Description of the task | Among the lines below, count those with "overwrites". Give the total alone.

= = = = = = =

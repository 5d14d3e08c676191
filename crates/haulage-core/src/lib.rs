//! haulage-core
//!
//! Core of the freight dispatch service: job board, reservations, the load
//! lifecycle, payouts, deposits and insurance.
//!
//! # モジュール構成
//! - **domain**: ドメインモデル（ids, catalog, posting, load, outcome, errors, events）
//! - **board / reservation**: 掲示板と予約の排他制御
//! - **payout**: 報酬計算パイプライン（純粋関数）
//! - **ledger / audit / outbox**: 残高・監査ログ・外部への effect
//! - **depot**: 上記を束ねる状態の正本とトランザクション
//! - **ports**: 抽象化レイヤー（Clock, SessionProvider, StateStore, など）
//! - **impls**: ports の実装（インメモリ・JSON ファイル）
//! - **app**: アプリケーション層（builder, sweep_loop, publisher_loop, admin, status）

pub mod app;
pub mod audit;
pub mod board;
pub mod config;
pub mod depot;
pub mod domain;
pub mod impls;
pub mod ledger;
pub mod outbox;
pub mod payout;
pub mod ports;
pub mod reservation;
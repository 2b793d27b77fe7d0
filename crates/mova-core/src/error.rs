//! Error types for mova-core.

use thiserror::Error;

/// Core error types.
#[derive(Debug, Error)]
pub enum CoreError {
    #[error("Invalid rating: {0} (must be 1..=5)")]
    InvalidRating(u8),

    #[error("Invalid id: {0}")]
    InvalidId(String),

    #[error("Location shape does not match service kind: {0}")]
    LocationMismatch(String),

    #[error("Required field is empty: {0}")]
    EmptyField(&'static str),
}

/// Result type alias for core operations.
pub type Result<T> = std::result::Result<T, CoreError>;
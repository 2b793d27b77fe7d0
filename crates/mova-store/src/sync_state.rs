//! Per-record synchronization state.
//!
//! Optimistic local writes are a one-way overlay: they are only ever
//! overwritten by the next authoritative read, never reverted. The overlay
//! state is tracked explicitly per record so the weak guarantee stays
//! auditable in tests instead of being a silent best-effort mutation.

use std::fmt;

/// How a locally-held record relates to the remote store.
#[derive(Debug, Clone, Copy, PartialEq, Eq, Default)]
pub enum SyncState {
    /// Matches the last authoritative read.
    #[default]
    Clean,
    /// A local mutation was applied; the remote write has not confirmed.
    PendingWrite,
    /// The remote write for a local mutation failed. The record stays
    /// divergent until the next authoritative read overwrites it.
    Diverged,
}

impl SyncState {
    /// Whether the record carries unconfirmed local intent.
    pub fn is_local(&self) -> bool {
        !matches!(self, Self::Clean)
    }
}

impl fmt::Display for SyncState {
    fn fmt(&self, f: &mut fmt::Formatter<'_>) -> fmt::Result {
        match self {
            Self::Clean => write!(f, "clean"),
            Self::PendingWrite => write!(f, "pending_write"),
            Self::Diverged => write!(f, "diverged"),
        }
    }
}

/// A record plus its overlay state.
#[derive(Debug, Clone, PartialEq)]
pub struct Tracked<T> {
    pub entity: T,
    pub sync: SyncState,
}

impl<T> Tracked<T> {
    /// Wrap an authoritative read.
    pub fn clean(entity: T) -> Self {
        Self {
            entity,
            sync: SyncState::Clean,
        }
    }

    /// Wrap an optimistic local write.
    pub fn pending(entity: T) -> Self {
        Self {
            entity,
            sync: SyncState::PendingWrite,
        }
    }
}
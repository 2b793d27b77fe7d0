//! Core domain types for the Mova marketplace sync client.
//!
//! This crate provides the entity types shared across the sync core:
//! - `Order`: a mobility-assistance order and its status lifecycle
//! - `UserProfile`: customer/executor/admin profile with subscription state
//! - `Review`, `Notification`: append-only records attached to profiles
//! - `SubscriptionSignal`: decoded form of the wire-level rejection sentinel

pub mod error;
pub mod ids;
pub mod location;
pub mod notification;
pub mod order;
pub mod profile;
pub mod subscription;

pub use error::{CoreError, Result};
pub use ids::{OrderId, UserId};
pub use location::{GeoPoint, Location, OrderLocation};
pub use notification::{Notification, NotificationKind};
pub use order::{validate_rating, Order, OrderStatus, ServiceKind};
pub use profile::{Review, Role, ServiceOffer, UserProfile};
pub use subscription::{SubscriptionSignal, SubscriptionStatus, REJECTED_PREFIX};
//! Record store actor and handle.
//!
//! # Dual state: actor vs handle
//!
//! The actor task owns the authoritative `HashMap`s and is the only writer.
//! The handle exposes synchronous reads through `DashMap` mirrors that the
//! actor updates as it processes commands, so views and producers never need
//! an async round-trip to inspect state. Mirrors may trail the queue by the
//! commands still in flight; that staleness window is the same one the whole
//! client already tolerates against the remote store.
//!
//! # Ordering
//!
//! Both producers (optimistic mutator, realtime ingest) send into the same
//! queue. Commands apply in strict arrival order; there is no reordering or
//! coalescing, and the last write wins.

use std::collections::HashMap;
use std::sync::Arc;

use dashmap::DashMap;
use mova_core::{Order, OrderId, UserId, UserProfile};
use tokio::sync::mpsc;
use tokio::task::JoinHandle;
use tracing::{debug, trace};

use crate::sync_state::{SyncState, Tracked};

// ============================================================================
// Commands
// ============================================================================

/// Where a write came from.
///
/// Authoritative writes (realtime events, refetches) reset the record to
/// `Clean`, overwriting any local overlay. Local writes mark the record
/// `PendingWrite` until the remote side is heard from again.
#[derive(Debug, Clone, Copy, PartialEq, Eq)]
pub enum WriteSource {
    Local,
    Authoritative,
}

/// Commands processed by the store actor.
#[derive(Debug)]
pub enum StoreCommand {
    UpsertOrder {
        order: Order,
        source: WriteSource,
    },
    RemoveOrder {
        id: OrderId,
    },
    UpsertProfile {
        profile: UserProfile,
        source: WriteSource,
    },
    RemoveProfile {
        id: UserId,
    },
    /// Authoritative roster refetch: replace all profiles.
    ReplaceProfiles(Vec<UserProfile>),
    /// The remote write for a local order mutation failed.
    MarkOrderDiverged(OrderId),
    /// The remote write for a local profile mutation failed.
    MarkProfileDiverged(UserId),
    /// Graceful shutdown.
    Shutdown,
}

// ============================================================================
// Actor task
// ============================================================================

/// Record store actor.
///
/// Runs in its own tokio task, processing commands sequentially.
pub struct RecordStoreTask {
    rx: mpsc::Receiver<StoreCommand>,

    /// Authoritative state.
    orders: HashMap<OrderId, Tracked<Order>>,
    profiles: HashMap<UserId, Tracked<UserProfile>>,

    // === Mirrors shared with the handle (updated here only) ===
    orders_data: Arc<DashMap<OrderId, Tracked<Order>>>,
    profiles_data: Arc<DashMap<UserId, Tracked<UserProfile>>>,

    /// Fired (non-blocking) when any profile changes, so the reconciliation
    /// loop can run immediately instead of waiting for its interval.
    reconcile_trigger: Option<mpsc::Sender<()>>,
}

impl RecordStoreTask {
    /// Run the actor until `Shutdown` or all senders drop.
    pub async fn run(mut self) {
        debug!("RecordStoreTask started");

        while let Some(command) = self.rx.recv().await {
            if matches!(command, StoreCommand::Shutdown) {
                debug!("RecordStoreTask shutting down");
                break;
            }
            self.handle_command(command);
        }

        debug!("RecordStoreTask terminated");
    }

    fn handle_command(&mut self, command: StoreCommand) {
        match command {
            StoreCommand::UpsertOrder { order, source } => self.on_upsert_order(order, source),
            StoreCommand::RemoveOrder { id } => self.on_remove_order(&id),
            StoreCommand::UpsertProfile { profile, source } => {
                self.on_upsert_profile(profile, source);
            }
            StoreCommand::RemoveProfile { id } => self.on_remove_profile(&id),
            StoreCommand::ReplaceProfiles(profiles) => self.on_replace_profiles(profiles),
            StoreCommand::MarkOrderDiverged(id) => {
                if let Some(entry) = self.orders.get_mut(&id) {
                    entry.sync = SyncState::Diverged;
                    self.orders_data.insert(id, entry.clone());
                }
            }
            StoreCommand::MarkProfileDiverged(id) => {
                if let Some(entry) = self.profiles.get_mut(&id) {
                    entry.sync = SyncState::Diverged;
                    self.profiles_data.insert(id, entry.clone());
                }
            }
            StoreCommand::Shutdown => unreachable!("Shutdown handled in run()"),
        }
    }

    fn on_upsert_order(&mut self, order: Order, source: WriteSource) {
        trace!(order = %order.id, ?source, "upsert order");
        let tracked = match source {
            WriteSource::Local => Tracked::pending(order),
            WriteSource::Authoritative => Tracked::clean(order),
        };
        self.orders_data.insert(tracked.entity.id.clone(), tracked.clone());
        self.orders.insert(tracked.entity.id.clone(), tracked);
    }

    fn on_remove_order(&mut self, id: &OrderId) {
        trace!(order = %id, "remove order");
        self.orders.remove(id);
        self.orders_data.remove(id);
    }

    fn on_upsert_profile(&mut self, profile: UserProfile, source: WriteSource) {
        trace!(profile = %profile.id, ?source, "upsert profile");
        let tracked = match source {
            WriteSource::Local => Tracked::pending(profile),
            WriteSource::Authoritative => Tracked::clean(profile),
        };
        self.profiles_data
            .insert(tracked.entity.id.clone(), tracked.clone());
        self.profiles.insert(tracked.entity.id.clone(), tracked);
        self.fire_reconcile_trigger();
    }

    fn on_remove_profile(&mut self, id: &UserId) {
        trace!(profile = %id, "remove profile");
        self.profiles.remove(id);
        self.profiles_data.remove(id);
        self.fire_reconcile_trigger();
    }

    /// Authoritative roster replace.
    ///
    /// Records with unconfirmed local intent are NOT skipped: the refetch is
    /// the authoritative read that overwrites the optimistic overlay.
    fn on_replace_profiles(&mut self, profiles: Vec<UserProfile>) {
        debug!(
            existing = self.profiles.len(),
            incoming = profiles.len(),
            "replacing profile roster"
        );

        let incoming_ids: std::collections::HashSet<UserId> =
            profiles.iter().map(|p| p.id.clone()).collect();

        for profile in profiles {
            let tracked = Tracked::clean(profile);
            self.profiles_data
                .insert(tracked.entity.id.clone(), tracked.clone());
            self.profiles.insert(tracked.entity.id.clone(), tracked);
        }

        let stale: Vec<UserId> = self
            .profiles
            .keys()
            .filter(|id| !incoming_ids.contains(*id))
            .cloned()
            .collect();
        for id in stale {
            self.profiles.remove(&id);
            self.profiles_data.remove(&id);
        }

        self.fire_reconcile_trigger();
    }

    fn fire_reconcile_trigger(&self) {
        if let Some(tx) = &self.reconcile_trigger {
            // Full channel means a tick is already queued.
            let _ = tx.try_send(());
        }
    }
}

// ============================================================================
// Handle
// ============================================================================

/// Handle for interacting with the record store actor.
///
/// Async methods enqueue commands; sync methods read the mirrors.
#[derive(Clone)]
pub struct RecordStoreHandle {
    tx: mpsc::Sender<StoreCommand>,
    orders_data: Arc<DashMap<OrderId, Tracked<Order>>>,
    profiles_data: Arc<DashMap<UserId, Tracked<UserProfile>>>,
}

impl RecordStoreHandle {
    // === Async methods (enqueue commands) ===

    pub async fn upsert_order(&self, order: Order, source: WriteSource) {
        let _ = self.tx.send(StoreCommand::UpsertOrder { order, source }).await;
    }

    pub async fn remove_order(&self, id: OrderId) {
        let _ = self.tx.send(StoreCommand::RemoveOrder { id }).await;
    }

    pub async fn upsert_profile(&self, profile: UserProfile, source: WriteSource) {
        let _ = self
            .tx
            .send(StoreCommand::UpsertProfile { profile, source })
            .await;
    }

    pub async fn remove_profile(&self, id: UserId) {
        let _ = self.tx.send(StoreCommand::RemoveProfile { id }).await;
    }

    pub async fn replace_profiles(&self, profiles: Vec<UserProfile>) {
        let _ = self.tx.send(StoreCommand::ReplaceProfiles(profiles)).await;
    }

    pub async fn mark_order_diverged(&self, id: OrderId) {
        let _ = self.tx.send(StoreCommand::MarkOrderDiverged(id)).await;
    }

    pub async fn mark_profile_diverged(&self, id: UserId) {
        let _ = self.tx.send(StoreCommand::MarkProfileDiverged(id)).await;
    }

    pub async fn shutdown(&self) {
        let _ = self.tx.send(StoreCommand::Shutdown).await;
    }

    // === Sync methods (mirror lookups) ===

    #[must_use]
    pub fn get_order(&self, id: &OrderId) -> Option<Order> {
        self.orders_data.get(id).map(|r| r.entity.clone())
    }

    #[must_use]
    pub fn order_sync_state(&self, id: &OrderId) -> Option<SyncState> {
        self.orders_data.get(id).map(|r| r.sync)
    }

    #[must_use]
    pub fn orders_snapshot(&self) -> Vec<Order> {
        self.orders_data.iter().map(|r| r.entity.clone()).collect()
    }

    #[must_use]
    pub fn get_profile(&self, id: &UserId) -> Option<UserProfile> {
        self.profiles_data.get(id).map(|r| r.entity.clone())
    }

    #[must_use]
    pub fn profile_sync_state(&self, id: &UserId) -> Option<SyncState> {
        self.profiles_data.get(id).map(|r| r.sync)
    }

    #[must_use]
    pub fn profiles_snapshot(&self) -> Vec<UserProfile> {
        self.profiles_data.iter().map(|r| r.entity.clone()).collect()
    }

    #[must_use]
    pub fn order_count(&self) -> usize {
        self.orders_data.len()
    }

    #[must_use]
    pub fn profile_count(&self) -> usize {
        self.profiles_data.len()
    }
}

// ============================================================================
// Spawn function
// ============================================================================

/// Spawn the record store actor.
///
/// `reconcile_trigger` is fired (non-blocking) on every profile change.
#[must_use]
pub fn spawn_record_store(
    capacity: usize,
    reconcile_trigger: Option<mpsc::Sender<()>>,
) -> (RecordStoreHandle, JoinHandle<()>) {
    let (tx, rx) = mpsc::channel(capacity);

    let orders_data = Arc::new(DashMap::new());
    let profiles_data = Arc::new(DashMap::new());

    let task = RecordStoreTask {
        rx,
        orders: HashMap::new(),
        profiles: HashMap::new(),
        orders_data: orders_data.clone(),
        profiles_data: profiles_data.clone(),
        reconcile_trigger,
    };

    let handle = RecordStoreHandle {
        tx,
        orders_data,
        profiles_data,
    };

    let join_handle = tokio::spawn(task.run());

    (handle, join_handle)
}

// ============================================================================
// Tests
// ============================================================================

= = = = = = =

Task solution | 2